Seven rules to remember:

  • BGS staff using social media must act with integrity, honesty, objectivity and impartiality.
  • Avoid commenting on government policies & practices, controversial issues, personal attacks and politics. Postings considered inappropriate may result in disciplinary action.
  • BGS's computing facilities must not be used to distribute material which might reasonably cause offence or be considered socially unacceptable or embarrassing to yourself or others.
  • Unless authorised to do so, staff must not give the impression that they are speaking on behalf of the BGS in personal websites or blogs. Phrases such as ‘BGS employee but views my own’ should be used (although this is not recognised as legal defence).
  • Posting information which is privileged or has been supplied in confidence is not acceptable. Permission should be obtained before posting photos or video taken by other people.

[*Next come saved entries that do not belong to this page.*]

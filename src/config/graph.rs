//! Graph description consumed by component constructors.
//!
//! A [`GraphConfig`] lists component instances. Each [`SubgraphConfig`] names
//! its class (the factory key), carries an attribute bag and declares its
//! edges. Input edges name the producing component's output edge in
//! `source`, which is how the network wires ports together.
//!
//! ```toml
//! [[component]]
//! id = "buffer"
//! class = "PoseBuffer"
//! attributes = { maxAge = 100 }
//!
//! [[component.edge]]
//! name = "Input"
//! direction = "input"
//! mode = "push"
//! source = "tracker.Output"
//!
//! [[component.edge]]
//! name = "Output"
//! direction = "output"
//! mode = "pull"
//! ```

use super::attributes::{AttributeValue, Attributes};
use crate::dataflow::error::{DataflowError, DataflowResult};
use serde::{Deserialize, Serialize};
use std::fmt;
use std::str::FromStr;

/// Whether an edge enters or leaves the component.
#[derive(Debug, Clone, Copy, PartialEq, Eq, Serialize, Deserialize)]
#[serde(rename_all = "lowercase")]
pub enum EdgeDirection {
    Input,
    Output,
}

/// Push or pull delivery on an edge.
#[derive(Debug, Clone, Copy, PartialEq, Eq, Serialize, Deserialize)]
#[serde(rename_all = "lowercase")]
pub enum EdgeMode {
    Push,
    Pull,
}

impl fmt::Display for EdgeMode {
    fn fmt(&self, f: &mut fmt::Formatter<'_>) -> fmt::Result {
        match self {
            EdgeMode::Push => write!(f, "push"),
            EdgeMode::Pull => write!(f, "pull"),
        }
    }
}

/// Reference to an edge of another component, written `component.edge`.
#[derive(Debug, Clone, PartialEq, Eq, Hash, Serialize, Deserialize)]
#[serde(try_from = "String", into = "String")]
pub struct EdgeRef {
    pub component: String,
    pub edge: String,
}

impl EdgeRef {
    pub fn new(component: impl Into<String>, edge: impl Into<String>) -> Self {
        Self {
            component: component.into(),
            edge: edge.into(),
        }
    }
}

impl TryFrom<String> for EdgeRef {
    type Error = String;

    fn try_from(value: String) -> Result<Self, Self::Error> {
        match value.rsplit_once('.') {
            Some((component, edge)) if !component.is_empty() && !edge.is_empty() => {
                Ok(EdgeRef::new(component, edge))
            }
            _ => Err(format!("edge reference '{value}' is not of the form component.edge")),
        }
    }
}

impl From<EdgeRef> for String {
    fn from(value: EdgeRef) -> Self {
        value.to_string()
    }
}

impl fmt::Display for EdgeRef {
    fn fmt(&self, f: &mut fmt::Formatter<'_>) -> fmt::Result {
        write!(f, "{}.{}", self.component, self.edge)
    }
}

/// One edge of a component instance.
#[derive(Debug, Clone, PartialEq, Serialize, Deserialize)]
pub struct EdgeConfig {
    pub name: String,
    pub direction: EdgeDirection,
    pub mode: EdgeMode,
    /// Producing edge, for inputs.
    #[serde(default, skip_serializing_if = "Option::is_none")]
    pub source: Option<EdgeRef>,
    /// Input edge that must be delivered before this one.
    #[serde(default, skip_serializing_if = "Option::is_none")]
    pub after: Option<EdgeRef>,
    #[serde(default, skip_serializing_if = "Attributes::is_empty")]
    pub attributes: Attributes,
}

/// Configuration of one component instance.
#[derive(Debug, Clone, PartialEq, Serialize, Deserialize)]
pub struct SubgraphConfig {
    pub id: String,
    pub class: String,
    #[serde(default, skip_serializing_if = "Attributes::is_empty")]
    pub attributes: Attributes,
    #[serde(default, rename = "edge")]
    pub edges: Vec<EdgeConfig>,
}

impl SubgraphConfig {
    pub fn new(id: impl Into<String>, class: impl Into<String>) -> Self {
        Self {
            id: id.into(),
            class: class.into(),
            attributes: Attributes::new(),
            edges: Vec::new(),
        }
    }

    pub fn with_attribute(mut self, key: &str, value: impl Into<AttributeValue>) -> Self {
        self.attributes.insert(key, value);
        self
    }

    /// Add an input edge fed from `source` (`component.edge`).
    pub fn with_input(mut self, name: &str, mode: EdgeMode, source: &str) -> Self {
        self.edges.push(EdgeConfig {
            name: name.to_string(),
            direction: EdgeDirection::Input,
            mode,
            source: EdgeRef::try_from(source.to_string()).ok(),
            after: None,
            attributes: Attributes::new(),
        });
        self
    }

    /// Add an input edge without a producer.
    pub fn with_open_input(mut self, name: &str, mode: EdgeMode) -> Self {
        self.edges.push(EdgeConfig {
            name: name.to_string(),
            direction: EdgeDirection::Input,
            mode,
            source: None,
            after: None,
            attributes: Attributes::new(),
        });
        self
    }

    pub fn with_output(mut self, name: &str, mode: EdgeMode) -> Self {
        self.edges.push(EdgeConfig {
            name: name.to_string(),
            direction: EdgeDirection::Output,
            mode,
            source: None,
            after: None,
            attributes: Attributes::new(),
        });
        self
    }

    /// Attach an attribute to the most recently added edge.
    pub fn with_edge_attribute(mut self, key: &str, value: impl Into<AttributeValue>) -> Self {
        if let Some(edge) = self.edges.last_mut() {
            edge.attributes.insert(key, value);
        }
        self
    }

    /// Mark the most recently added edge as delivered after `after`.
    pub fn delivered_after(mut self, after: &str) -> Self {
        if let Some(edge) = self.edges.last_mut() {
            edge.after = EdgeRef::try_from(after.to_string()).ok();
        }
        self
    }

    pub fn edge(&self, name: &str) -> Option<&EdgeConfig> {
        self.edges.iter().find(|e| e.name == name)
    }

    pub fn has_edge(&self, name: &str) -> bool {
        self.edge(name).is_some()
    }

    pub fn inputs(&self) -> impl Iterator<Item = &EdgeConfig> {
        self.edges
            .iter()
            .filter(|e| e.direction == EdgeDirection::Input)
    }

    pub fn outputs(&self) -> impl Iterator<Item = &EdgeConfig> {
        self.edges
            .iter()
            .filter(|e| e.direction == EdgeDirection::Output)
    }

    /// Mode of a named edge, or `default` if the edge is not configured.
    pub fn edge_mode(&self, name: &str, default: EdgeMode) -> EdgeMode {
        self.edge(name).map_or(default, |e| e.mode)
    }

    fn invalid(&self, key: &str, message: String) -> DataflowError {
        DataflowError::invalid_attribute(&self.id, key, message)
    }

    /// Optional typed attribute.
    pub fn attr<T>(&self, key: &str) -> DataflowResult<Option<T>>
    where
        T: FromStr,
        T::Err: fmt::Display,
    {
        self.attributes
            .parse(key)
            .map_err(|message| self.invalid(key, message))
    }

    /// Typed attribute with a default.
    pub fn attr_or<T>(&self, key: &str, default: T) -> DataflowResult<T>
    where
        T: FromStr,
        T::Err: fmt::Display,
    {
        Ok(self.attr(key)?.unwrap_or(default))
    }

    /// Required typed attribute.
    pub fn require<T>(&self, key: &str) -> DataflowResult<T>
    where
        T: FromStr,
        T::Err: fmt::Display,
    {
        self.attr(key)?
            .ok_or_else(|| DataflowError::MissingAttribute {
                component: self.id.clone(),
                attribute: key.to_string(),
            })
    }

    /// First character of a text attribute, e.g. button keys.
    pub fn attr_char(&self, key: &str, default: char) -> DataflowResult<char> {
        match self.attributes.text(key) {
            None => Ok(default),
            Some(text) => text
                .chars()
                .next()
                .ok_or_else(|| self.invalid(key, "empty value".to_string())),
        }
    }

    /// Attribute of an edge, falling back to `default` if either is absent.
    pub fn edge_attr_or<T>(&self, edge: &str, key: &str, default: T) -> DataflowResult<T>
    where
        T: FromStr,
        T::Err: fmt::Display,
    {
        match self.edge(edge) {
            None => Ok(default),
            Some(e) => Ok(e
                .attributes
                .parse(key)
                .map_err(|message| self.invalid(key, message))?
                .unwrap_or(default)),
        }
    }

    /// Text attribute of an edge.
    pub fn edge_text(&self, edge: &str, key: &str) -> Option<String> {
        self.edge(edge).and_then(|e| e.attributes.text(key))
    }

    /// Whitespace separated numbers from an edge attribute, falling back to
    /// the component attribute of the same key.
    pub fn numbers(&self, edge: &str, key: &str) -> DataflowResult<Option<Vec<f64>>> {
        let from_edge = match self.edge(edge) {
            Some(e) => e
                .attributes
                .numbers(key)
                .map_err(|message| self.invalid(key, message))?,
            None => None,
        };
        match from_edge {
            Some(values) => Ok(Some(values)),
            None => self
                .attributes
                .numbers(key)
                .map_err(|message| self.invalid(key, message)),
        }
    }
}

/// A complete dataflow graph.
#[derive(Debug, Clone, Default, PartialEq, Serialize, Deserialize)]
pub struct GraphConfig {
    #[serde(default, rename = "component")]
    pub components: Vec<SubgraphConfig>,
}

impl GraphConfig {
    pub fn new() -> Self {
        Self::default()
    }

    pub fn with(mut self, component: SubgraphConfig) -> Self {
        self.components.push(component);
        self
    }

    pub fn component(&self, id: &str) -> Option<&SubgraphConfig> {
        self.components.iter().find(|c| c.id == id)
    }
}

#[cfg(test)]
mod tests {
    use super::*;

    const GRAPH: &str = r#"
[[component]]
id = "buffer"
class = "PoseBuffer"
attributes = { maxAge = 100 }

[[component.edge]]
name = "Input"
direction = "input"
mode = "push"
source = "tracker.Output"

[[component.edge]]
name = "Output"
direction = "output"
mode = "pull"
"#;

    #[test]
    fn test_parse_toml_graph() {
        let graph: GraphConfig = toml::from_str(GRAPH).unwrap();
        let buffer = graph.component("buffer").unwrap();
        assert_eq!(buffer.class, "PoseBuffer");
        assert_eq!(buffer.require::<u64>("maxAge").unwrap(), 100);

        let input = buffer.edge("Input").unwrap();
        assert_eq!(input.mode, EdgeMode::Push);
        assert_eq!(input.source, Some(EdgeRef::new("tracker", "Output")));
        assert_eq!(buffer.outputs().count(), 1);
    }

    #[test]
    fn test_edge_ref_rejects_malformed() {
        assert!(EdgeRef::try_from("nodot".to_string()).is_err());
        assert!(EdgeRef::try_from(".Output".to_string()).is_err());
        let r = EdgeRef::try_from("a.b.Output".to_string()).unwrap();
        assert_eq!(r.component, "a.b");
        assert_eq!(r.edge, "Output");
    }

    #[test]
    fn test_missing_attribute() {
        let cfg = SubgraphConfig::new("writer", "PoseCalibWriter");
        let err = cfg.require::<String>("file").unwrap_err();
        assert!(matches!(err, DataflowError::MissingAttribute { .. }));
        assert!(err.to_string().contains("writer"));
    }

    #[test]
    fn test_builder_and_json_round_trip() {
        let graph = GraphConfig::new().with(
            SubgraphConfig::new("player", "PlayerPose")
                .with_output("Output", EdgeMode::Push)
                .with_edge_attribute("file", "poses.log")
                .with_edge_attribute("speedup", 2.0),
        );
        let json = serde_json::to_string(&graph).unwrap();
        let back: GraphConfig = serde_json::from_str(&json).unwrap();
        assert_eq!(back, graph);
        let player = back.component("player").unwrap();
        assert_eq!(player.edge_text("Output", "file").as_deref(), Some("poses.log"));
        assert_eq!(player.edge_attr_or("Output", "speedup", 1.0).unwrap(), 2.0);
    }

    #[test]
    fn test_attr_char() {
        let cfg = SubgraphConfig::new("gate", "PoseGate").with_attribute("button", "x");
        assert_eq!(cfg.attr_char("button", ' ').unwrap(), 'x');
        assert_eq!(cfg.attr_char("other", ' ').unwrap(), ' ');
    }
}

  • Staff are permitted to use their own personal social media channels to communicate their work for the BGS. A personalised mix of work and non-work related postings is acceptable as long as these conform to these guidelines. The careful addition of sensible personal postings will help to make your social media engagement more interesting and effective.
  • Check the accuracy and sensitivity of your comments, use your common sense, if unsure either seek advice or don’t post.